The idea seems hardly possible. But a few generations ago the idea of keeping a man alive by an artifical heart seemed impossible.

"By the turn of the century, every major organ except the brain and central nervous system will have artificial replacements," Dr. William Dobelle of the Institute for Artificial Organs in New York City has predicted.

"By 1996," says Dr. Willem Kolff of the University of Utah, "a marathon runner equipped with a super-efficient artificial heart might actually be disqualified because he would have an unfair advantage."

These are the statements of optimists, though Kolff is an optimist with credentials. He invented the artificial kidney machine for life-saving kidney dialysis or blood cleansing. He put artificial hearts in animals two decades ago.

Artificial organs may never equal nature's mass-produced wonders in versatility, endurance or low unit cost of manufacture.

But in many ways we are already in "an era of spare-parts medicine," Dr. Pierre Galletti of Brown University believes. Science can now or soon will be able to replace more than 50 body parts, at least to some degree, reports Professor Larry Hench of the University of Florida.

Some 2 million to 3 million artificial or prosthetic parts are now installed in the United States every year, at a cost of more than $1 billion, says a forthcoming issue of Perspective, the national Blue Cross-Blue Shield magazine.

When a part of the body fails, in short, science no longer gives up.

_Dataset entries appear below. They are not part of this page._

//! HTTP transport implementation for the RPC client

use async_trait::async_trait;
use reqwest::Client;
use reqwest::header::{HeaderMap, HeaderName, HeaderValue};
use serde_json::Value;
use std::collections::HashMap;
use std::sync::atomic::{AtomicU64, Ordering};
use tracing::{debug, warn};
use url::Url;

use crate::config::ClientConfig;
use crate::error::{RpcClientError, RpcClientResult, TransportError};
use crate::transport::Transport;

/// JSON-over-HTTP POST transport
#[derive(Debug)]
pub struct HttpTransport {
    /// HTTP client
    client: Client,
    /// Server endpoint URL
    endpoint: Url,
    /// Request counter
    request_counter: AtomicU64,
}

impl HttpTransport {
    /// Create a new HTTP transport with default configuration
    pub fn new(endpoint: &str) -> RpcClientResult<Self> {
        Self::with_config(endpoint, &ClientConfig::default())
    }

    /// Create a new HTTP transport honoring timeouts, user agent and
    /// default headers from `config`
    pub fn with_config(endpoint: &str, config: &ClientConfig) -> RpcClientResult<Self> {
        let url = parse_endpoint(endpoint)?;

        let mut builder = Client::builder()
            .timeout(config.timeouts.request)
            .connect_timeout(config.timeouts.connect)
            .default_headers(header_map(&config.connection.headers)?);
        if let Some(user_agent) = &config.connection.user_agent {
            builder = builder.user_agent(user_agent.as_str());
        }

        let client = builder.build().map_err(|e| {
            RpcClientError::config(format!("Failed to create HTTP client: {}", e))
        })?;

        Ok(Self::from_parts(client, url))
    }

    /// Create HTTP transport with custom client
    pub fn with_client(endpoint: &str, client: Client) -> RpcClientResult<Self> {
        Ok(Self::from_parts(client, parse_endpoint(endpoint)?))
    }

    fn from_parts(client: Client, endpoint: Url) -> Self {
        Self {
            client,
            endpoint,
            request_counter: AtomicU64::new(0),
        }
    }

    /// Number of requests sent so far
    pub fn requests_sent(&self) -> u64 {
        self.request_counter.load(Ordering::Relaxed)
    }
}

#[async_trait]
impl Transport for HttpTransport {
    async fn send(
        &self,
        request: Value,
        headers: &HashMap<String, String>,
    ) -> Result<Option<Value>, TransportError> {
        let sequence = self.request_counter.fetch_add(1, Ordering::Relaxed);
        debug!(endpoint = %self.endpoint, sequence, "sending request");

        let mut builder = self.client.post(self.endpoint.clone()).json(&request);
        for (name, value) in headers {
            builder = builder.header(name.as_str(), value.as_str());
        }

        let response = builder.send().await?;
        let status = response.status();
        if !status.is_success() {
            let error_text = response
                .text()
                .await
                .unwrap_or_else(|_| "Unknown error".to_string());
            warn!(endpoint = %self.endpoint, status = %status, "request rejected");
            return Err(TransportError::Http(format!(
                "HTTP error {}: {}",
                status, error_text
            )));
        }

        let body = response.bytes().await?;
        if body.is_empty() {
            return Ok(None);
        }
        serde_json::from_slice(&body)
            .map(Some)
            .map_err(|e| TransportError::InvalidResponse(e.to_string()))
    }

    fn endpoint(&self) -> String {
        self.endpoint.to_string()
    }
}

fn parse_endpoint(endpoint: &str) -> RpcClientResult<Url> {
    let url = Url::parse(endpoint)
        .map_err(|e| RpcClientError::config(format!("Invalid URL: {}", e)))?;

    // Validate URL scheme
    if !matches!(url.scheme(), "http" | "https") {
        return Err(RpcClientError::config(format!(
            "Invalid scheme for HTTP transport: {}",
            url.scheme()
        )));
    }
    Ok(url)
}

fn header_map(headers: &HashMap<String, String>) -> RpcClientResult<HeaderMap> {
    let mut map = HeaderMap::with_capacity(headers.len());
    for (name, value) in headers {
        let name = HeaderName::from_bytes(name.as_bytes())
            .map_err(|_| RpcClientError::config(format!("Invalid header name: {}", name)))?;
        let value = HeaderValue::from_str(value)
            .map_err(|_| RpcClientError::config(format!("Invalid value for header {}", name)))?;
        map.insert(name, value);
    }
    Ok(map)
}

#[cfg(test)]
mod tests {
    use super::*;

    #[test]
    fn test_rejects_bad_endpoints() {
        assert!(matches!(
            HttpTransport::new("not a url"),
            Err(RpcClientError::Config(_))
        ));
        assert!(matches!(
            HttpTransport::new("ftp://localhost/rpc"),
            Err(RpcClientError::Config(_))
        ));
    }

    #[test]
    fn test_default_headers_are_validated() {
        let mut config = ClientConfig::default();
        config
            .connection
            .headers
            .insert("bad header".to_string(), "x".to_string());
        assert!(HttpTransport::with_config("http://localhost:3000/rpc", &config).is_err());

        let transport = HttpTransport::new("http://localhost:3000/rpc").unwrap();
        assert_eq!(transport.endpoint(), "http://localhost:3000/rpc");
        assert_eq!(transport.requests_sent(), 0);
    }

    #[tokio::test]
    async fn test_unreachable_server_is_transport_error() {
        let transport = HttpTransport::new("http://127.0.0.1:1/rpc").unwrap();
        let result = transport
            .send(serde_json::json!({"jsonrpc": "2.0"}), &HashMap::new())
            .await;
        assert!(result.is_err());
    }
}
use std::env;
use std::net::SocketAddr;

use thiserror::Error;

pub const ENV_BIND_ADDR: &str = "RELAY_BIND_ADDR";
pub const ENV_RPC_PATH: &str = "RELAY_RPC_PATH";
pub const ENV_CORS: &str = "RELAY_CORS";
pub const ENV_MAX_BODY_SIZE: &str = "RELAY_MAX_BODY_SIZE";

/// Configuration for the HTTP JSON-RPC server
#[derive(Debug, Clone, PartialEq)]
pub struct ServerConfig {
    /// Address to bind to
    pub bind_address: SocketAddr,
    /// Path of the JSON-RPC endpoint
    pub rpc_path: String,
    /// Enable CORS
    pub enable_cors: bool,
    /// Maximum request body size in bytes
    pub max_body_size: usize,
}

#[derive(Debug, Error, PartialEq, Eq)]
pub enum ConfigError {
    #[error("RELAY_BIND_ADDR must be a socket address, got '{0}'")]
    InvalidBindAddress(String),
    #[error("RELAY_RPC_PATH must start with '/', got '{0}'")]
    InvalidRpcPath(String),
    #[error("RELAY_CORS must be a boolean, got '{0}'")]
    InvalidCors(String),
    #[error("RELAY_MAX_BODY_SIZE must be a positive integer, got '{0}'")]
    InvalidMaxBodySize(String),
}

impl Default for ServerConfig {
    fn default() -> Self {
        Self {
            bind_address: SocketAddr::from(([127, 0, 0, 1], 3000)),
            rpc_path: "/rpc".to_string(),
            enable_cors: true,
            max_body_size: 1024 * 1024, // 1MB
        }
    }
}

impl ServerConfig {
    /// Defaults overridden by `RELAY_*` environment variables
    pub fn from_env() -> Result<Self, ConfigError> {
        Self::from_env_with(|key| env::var(key).ok())
    }

    /// Same as [`ServerConfig::from_env`] with an explicit variable source
    pub fn from_env_with<F>(lookup: F) -> Result<Self, ConfigError>
    where
        F: Fn(&str) -> Option<String>,
    {
        let defaults = Self::default();
        let var = |key: &str| {
            lookup(key)
                .map(|value| value.trim().to_string())
                .filter(|value| !value.is_empty())
        };

        let bind_address = var(ENV_BIND_ADDR)
            .map(|value| {
                value
                    .parse::<SocketAddr>()
                    .map_err(|_| ConfigError::InvalidBindAddress(value))
            })
            .transpose()?
            .unwrap_or(defaults.bind_address);

        let rpc_path = var(ENV_RPC_PATH)
            .map(|value| {
                if value.starts_with('/') {
                    Ok(value)
                } else {
                    Err(ConfigError::InvalidRpcPath(value))
                }
            })
            .transpose()?
            .unwrap_or(defaults.rpc_path);

        let enable_cors = var(ENV_CORS)
            .map(|value| parse_bool(&value).ok_or(ConfigError::InvalidCors(value)))
            .transpose()?
            .unwrap_or(defaults.enable_cors);

        let max_body_size = var(ENV_MAX_BODY_SIZE)
            .map(|value| match value.parse::<usize>() {
                Ok(size) if size > 0 => Ok(size),
                _ => Err(ConfigError::InvalidMaxBodySize(value)),
            })
            .transpose()?
            .unwrap_or(defaults.max_body_size);

        Ok(Self {
            bind_address,
            rpc_path,
            enable_cors,
            max_body_size,
        })
    }
}

fn parse_bool(value: &str) -> Option<bool> {
    match value.to_ascii_lowercase().as_str() {
        "1" | "true" | "yes" | "on" => Some(true),
        "0" | "false" | "no" | "off" => Some(false),
        _ => None,
    }
}
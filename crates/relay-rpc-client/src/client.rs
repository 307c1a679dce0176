//! Main RPC client implementation

use parking_lot::RwLock;
use serde_json::{Map, Value};
use std::collections::HashMap;
use std::sync::atomic::{AtomicI64, Ordering};
use tracing::{debug, warn};

use relay_json_rpc_server::error_codes;
use relay_json_rpc_server::{JsonRpcRequest, RequestId, RequestParams, ServiceError};

use crate::config::{ClientConfig, IdPolicy};
use crate::error::{RpcClientError, RpcClientResult};
use crate::transport::{BoxedTransport, HttpTransport};

/// Names that never resolve to a service or action. Debuggers and
/// pretty-printers probe them.
pub const RESERVED_NAMES: &[&str] = &["inspect"];

fn is_reserved(name: &str) -> bool {
    RESERVED_NAMES.contains(&name)
}

/// Calls `"Service.action"` methods on a remote runtime
pub struct RpcClient {
    /// Transport layer
    transport: BoxedTransport,
    /// Configuration
    config: ClientConfig,
    /// Headers added to every request
    headers: RwLock<HashMap<String, String>>,
    /// Request ID counter
    request_counter: AtomicI64,
}

impl RpcClient {
    /// Create a new client with the given transport
    pub fn new(transport: BoxedTransport, config: ClientConfig) -> Self {
        Self {
            transport,
            config,
            headers: RwLock::new(HashMap::new()),
            request_counter: AtomicI64::new(1),
        }
    }

    /// HTTP client for `url` with default configuration
    pub fn connect(url: &str) -> RpcClientResult<Self> {
        RpcClientBuilder::new().with_url(url).build()
    }

    pub fn config(&self) -> &ClientConfig {
        &self.config
    }

    /// Handle for the remote service `name`. Reserved names yield `None`.
    pub fn service(&self, name: &str) -> Option<ServiceHandle<'_>> {
        if is_reserved(name) {
            return None;
        }
        Some(ServiceHandle {
            client: self,
            name: name.to_string(),
        })
    }

    /// Add or replace a header sent with every subsequent call
    pub fn set_header(&self, name: impl Into<String>, value: impl Into<String>) {
        self.headers.write().insert(name.into(), value.into());
    }

    pub fn remove_header(&self, name: &str) -> Option<String> {
        self.headers.write().remove(name)
    }

    /// Call `service.action` with positional arguments
    pub async fn invoke(
        &self,
        service: &str,
        action: &str,
        args: Vec<Value>,
    ) -> RpcClientResult<Value> {
        let method = format!("{}.{}", service, action);
        let request = build_request(Some(self.next_id()), &method, args)?;

        debug!(method = %method, id = ?request.get("id"), "calling remote action");
        let reply = self.send(request).await.inspect_err(|e| {
            warn!(method = %method, error = %e, "call failed");
        })?;

        interpret_reply(reply).inspect_err(|e| {
            debug!(method = %method, code = e.code(), "remote action failed");
        })
    }

    /// Send `service.action` as a notification. Whatever the server
    /// answers is ignored; only transport failures are reported.
    pub async fn notify(
        &self,
        service: &str,
        action: &str,
        args: Vec<Value>,
    ) -> RpcClientResult<()> {
        let method = format!("{}.{}", service, action);
        let request = build_request(None, &method, args)?;

        debug!(method = %method, "sending notification");
        self.send(request).await?;
        Ok(())
    }

    async fn send(&self, request: Value) -> RpcClientResult<Option<Value>> {
        let headers = self.headers.read().clone();
        Ok(self.transport.send(request, &headers).await?)
    }

    fn next_id(&self) -> RequestId {
        match self.config.id_policy {
            IdPolicy::Sequential => {
                RequestId::Number(self.request_counter.fetch_add(1, Ordering::SeqCst))
            }
            IdPolicy::Null => RequestId::Null,
        }
    }
}

impl std::fmt::Debug for RpcClient {
    fn fmt(&self, f: &mut std::fmt::Formatter<'_>) -> std::fmt::Result {
        f.debug_struct("RpcClient")
            .field("endpoint", &self.transport.endpoint())
            .field("config", &self.config)
            .finish()
    }
}

/// A remote service, bound to the client that created it
#[derive(Debug, Clone)]
pub struct ServiceHandle<'a> {
    client: &'a RpcClient,
    name: String,
}

impl<'a> ServiceHandle<'a> {
    pub fn name(&self) -> &str {
        &self.name
    }

    /// Handle for one action. Reserved names yield `None`.
    pub fn action(&self, name: &str) -> Option<ActionHandle<'a>> {
        if is_reserved(name) {
            return None;
        }
        Some(ActionHandle {
            client: self.client,
            service: self.name.clone(),
            name: name.to_string(),
        })
    }

    pub async fn call(&self, action: &str, args: Vec<Value>) -> RpcClientResult<Value> {
        match self.action(action) {
            Some(handle) => handle.call(args).await,
            None => Err(RpcClientError::ReservedName(action.to_string())),
        }
    }

    pub async fn notify(&self, action: &str, args: Vec<Value>) -> RpcClientResult<()> {
        match self.action(action) {
            Some(handle) => handle.notify(args).await,
            None => Err(RpcClientError::ReservedName(action.to_string())),
        }
    }
}
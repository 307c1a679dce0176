//! CORS (Cross-Origin Resource Sharing) support

use hyper::HeaderMap;
use hyper::header::{
    ACCESS_CONTROL_ALLOW_HEADERS, ACCESS_CONTROL_ALLOW_METHODS, ACCESS_CONTROL_ALLOW_ORIGIN,
    ACCESS_CONTROL_MAX_AGE, ACCESS_CONTROL_REQUEST_HEADERS, HeaderValue,
};

const ALLOWED_METHODS: &str = "POST, OPTIONS";
const DEFAULT_ALLOWED_HEADERS: &str = "Content-Type, Accept, Authorization";

/// CORS layer for adding appropriate headers
pub struct CorsLayer;

impl CorsLayer {
    /// Apply CORS headers to a response
    pub fn apply_cors_headers(headers: &mut HeaderMap) {
        headers.insert(ACCESS_CONTROL_ALLOW_ORIGIN, HeaderValue::from_static("*"));
        headers.insert(
            ACCESS_CONTROL_ALLOW_METHODS,
            HeaderValue::from_static(ALLOWED_METHODS),
        );
        headers.insert(
            ACCESS_CONTROL_ALLOW_HEADERS,
            HeaderValue::from_static(DEFAULT_ALLOWED_HEADERS),
        );
        headers.insert(ACCESS_CONTROL_MAX_AGE, HeaderValue::from_static("86400"));
    }

    /// Preflight variant: services read custom headers (an `auth` token, for
    /// instance), so whatever the browser asks for is allowed.
    pub fn apply_preflight_headers(headers: &mut HeaderMap, request_headers: &HeaderMap) {
        Self::apply_cors_headers(headers);
        if let Some(requested) = request_headers.get(ACCESS_CONTROL_REQUEST_HEADERS) {
            headers.insert(ACCESS_CONTROL_ALLOW_HEADERS, requested.clone());
        }
    }
}
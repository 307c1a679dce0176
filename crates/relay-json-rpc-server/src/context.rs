//! Per-invocation execution context shared by hooks and actions

use std::any::Any;
use std::collections::HashMap;
use std::fmt;
use std::sync::Arc;

use serde_json::{Map, Value};

use crate::error::{JsonRpcErrorCode, ServiceError};
use crate::registry::ServiceRegistry;
use crate::request::JsonRpcRequest;
use crate::resolver;
use crate::service::{ActionResult, Args};

/// A mounted, type-erased shared resource
pub type MountedValue = Arc<dyn Any + Send + Sync>;

/// Transport-level facts about the inbound request (HTTP headers, peer
/// address, ...). The engine never interprets them; they are carried so
/// hooks and actions can.
#[derive(Debug, Clone, Default, PartialEq)]
pub struct TransportMeta {
    headers: HashMap<String, String>,
    metadata: Map<String, Value>,
}

impl TransportMeta {
    pub fn new() -> Self {
        Self::default()
    }

    /// Header names are stored lowercased
    pub fn with_header(mut self, name: impl AsRef<str>, value: impl Into<String>) -> Self {
        self.insert_header(name, value);
        self
    }

    pub fn insert_header(&mut self, name: impl AsRef<str>, value: impl Into<String>) {
        self.headers
            .insert(name.as_ref().to_ascii_lowercase(), value.into());
    }

    /// Case-insensitive header lookup
    pub fn header(&self, name: &str) -> Option<&str> {
        self.headers
            .get(&name.to_ascii_lowercase())
            .map(String::as_str)
    }

    pub fn headers(&self) -> &HashMap<String, String> {
        &self.headers
    }

    pub fn add_metadata(&mut self, key: impl Into<String>, value: Value) {
        self.metadata.insert(key.into(), value);
    }

    pub fn metadata(&self) -> &Map<String, Value> {
        &self.metadata
    }
}

/// The scope a service runs against.
///
/// One context is built per runner invocation (or per batch entry when
/// per-request isolation is enabled) and handed to `before`, the action and
/// `after` in turn as `&mut`.
pub struct CallContext {
    registry: Arc<ServiceRegistry>,
    transport: TransportMeta,
    mounts: HashMap<String, MountedValue>,
    state: Map<String, Value>,
    request: Option<JsonRpcRequest>,
}

impl CallContext {
    pub fn new(
        registry: Arc<ServiceRegistry>,
        transport: TransportMeta,
        mounts: HashMap<String, MountedValue>,
    ) -> Self {
        Self {
            registry,
            transport,
            mounts,
            state: Map::new(),
            request: None,
        }
    }

    /// Read-only view of the registry this invocation was started with
    pub fn registry(&self) -> &ServiceRegistry {
        &self.registry
    }

    pub fn transport(&self) -> &TransportMeta {
        &self.transport
    }

    /// Shorthand for `transport().header(name)`
    pub fn header(&self, name: &str) -> Option<&str> {
        self.transport.header(name)
    }

    /// The request currently being served. `None` only before the first
    /// request of a run has been bound.
    pub fn request(&self) -> Option<&JsonRpcRequest> {
        self.request.as_ref()
    }

    pub(crate) fn bind_request(&mut self, request: JsonRpcRequest) {
        self.request = Some(request);
    }

    /// Typed access to a mounted resource
    pub fn mounted<T: Any + Send + Sync>(&self, key: &str) -> Option<Arc<T>> {
        self.mounts
            .get(key)
            .cloned()
            .and_then(|value| value.downcast::<T>().ok())
    }

    /// Like [`CallContext::mounted`] but a missing or mistyped mount is an
    /// internal error
    pub fn require_mounted<T: Any + Send + Sync>(&self, key: &str) -> Result<Arc<T>, ServiceError> {
        self.mounted(key)
            .ok_or_else(|| ServiceError::internal(format!("mount '{}' is not available", key)))
    }

    pub fn has_mount(&self, key: &str) -> bool {
        self.mounts.contains_key(key)
    }

    /// Mount or replace a resource for the rest of this invocation
    pub fn mount(&mut self, key: impl Into<String>, value: MountedValue) {
        self.mounts.insert(key.into(), value);
    }

    /// Scratch value shared between hooks and actions
    pub fn state(&self, key: &str) -> Option<&Value> {
        self.state.get(key)
    }

    pub fn set_state(&mut self, key: impl Into<String>, value: Value) {
        self.state.insert(key.into(), value);
    }

    pub fn remove_state(&mut self, key: &str) -> Option<Value> {
        self.state.remove(key)
    }

    /// Call another registered action with this same context. Hooks of the
    /// target service are not run.
    pub async fn invoke(&mut self, method: &str, args: Args) -> ActionResult {
        let resolved = resolver::resolve(&self.registry, method)
            .ok_or_else(|| ServiceError::from(JsonRpcErrorCode::MethodNotFound))?;
        resolved.action.call(self, args).await
    }
}

impl fmt::Debug for CallContext {
    fn fmt(&self, f: &mut fmt::Formatter<'_>) -> fmt::Result {
        let mut mounts: Vec<&String> = self.mounts.keys().collect();
        mounts.sort();
        f.debug_struct("CallContext")
            .field("services", &self.registry.names())
            .field("transport", &self.transport)
            .field("mounts", &mounts)
            .field("state", &self.state)
            .field("request", &self.request)
            .finish()
    }
}

#[cfg(test)]
mod tests {
    use super::*;
    use serde_json::json;

    fn empty_context() -> CallContext {
        CallContext::new(
            Arc::new(ServiceRegistry::new()),
            TransportMeta::new().with_header("Auth", "123"),
            HashMap::new(),
        )
    }

    #[test]
    fn test_header_lookup_is_case_insensitive() {
        let ctx = empty_context();
        assert_eq!(ctx.header("auth"), Some("123"));
        assert_eq!(ctx.header("AUTH"), Some("123"));
        assert_eq!(ctx.header("missing"), None);
    }

    #[test]
    fn test_mounted_values_are_typed() {
        let mut ctx = empty_context();
        ctx.mount("bb", Arc::new(String::from("??")));

        assert_eq!(ctx.mounted::<String>("bb").as_deref(), Some(&String::from("??")));
        assert!(ctx.mounted::<u32>("bb").is_none());
        assert!(ctx.mounted::<String>("cc").is_none());
        assert_eq!(ctx.require_mounted::<String>("cc").unwrap_err().code(), -32603);
    }

    #[test]
    fn test_state_round_trip() {
        let mut ctx = empty_context();
        ctx.set_state("user", json!({"id": 1}));
        assert_eq!(ctx.state("user"), Some(&json!({"id": 1})));
        assert_eq!(ctx.remove_state("user"), Some(json!({"id": 1})));
        assert!(ctx.state("user").is_none());
    }

    #[tokio::test]
    async fn test_invoke_unknown_method() {
        let mut ctx = empty_context();
        let error = ctx.invoke("B.rpc", Args::Positional(vec![])).await.unwrap_err();
        assert_eq!(error.code(), -32601);
    }
}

It at least asks, "Can it be replaced?"

This attitude has already produced some organs or parts being installed by the hundreds of thousands. Among them: artificial lenses in cataract-clouded eyes; artificial pacemakers, sewn under the skin to keep faulty hearts beating; artificial heart valves; artificial blood vessels; artificial hip joints and knees, as well as shoulder, elbow, wrist and ankle joints made of metals and plastics.

Scientists are implanting electrodes in the brains of some blind subjects to enable them to see light patterns, at least, and these experiments could lead to useful sight. Other scientists are placing electronic implants in the middle ear to give deaf subjects some hearing, although not yet enough to detect normal speech.

A chemical artificial blood can temporarily carry oxygen to the body's tissues. It has already saved the lives of Jehovah's Witnesses who shunned blood yet urgently needed surgery.

Plastic artificial skin is being used in research programs to help burn victims heal. New bionic artificial arms and legs have internal motors activated by computers to better mimic real arms and legs.

The tiny chip, the same microprocessor that gives a nimble and versatile "brain" to a wristwatch or video game, is being used in some of these devices and will be used in many more. The spare parts era, say the experts, is just beginning.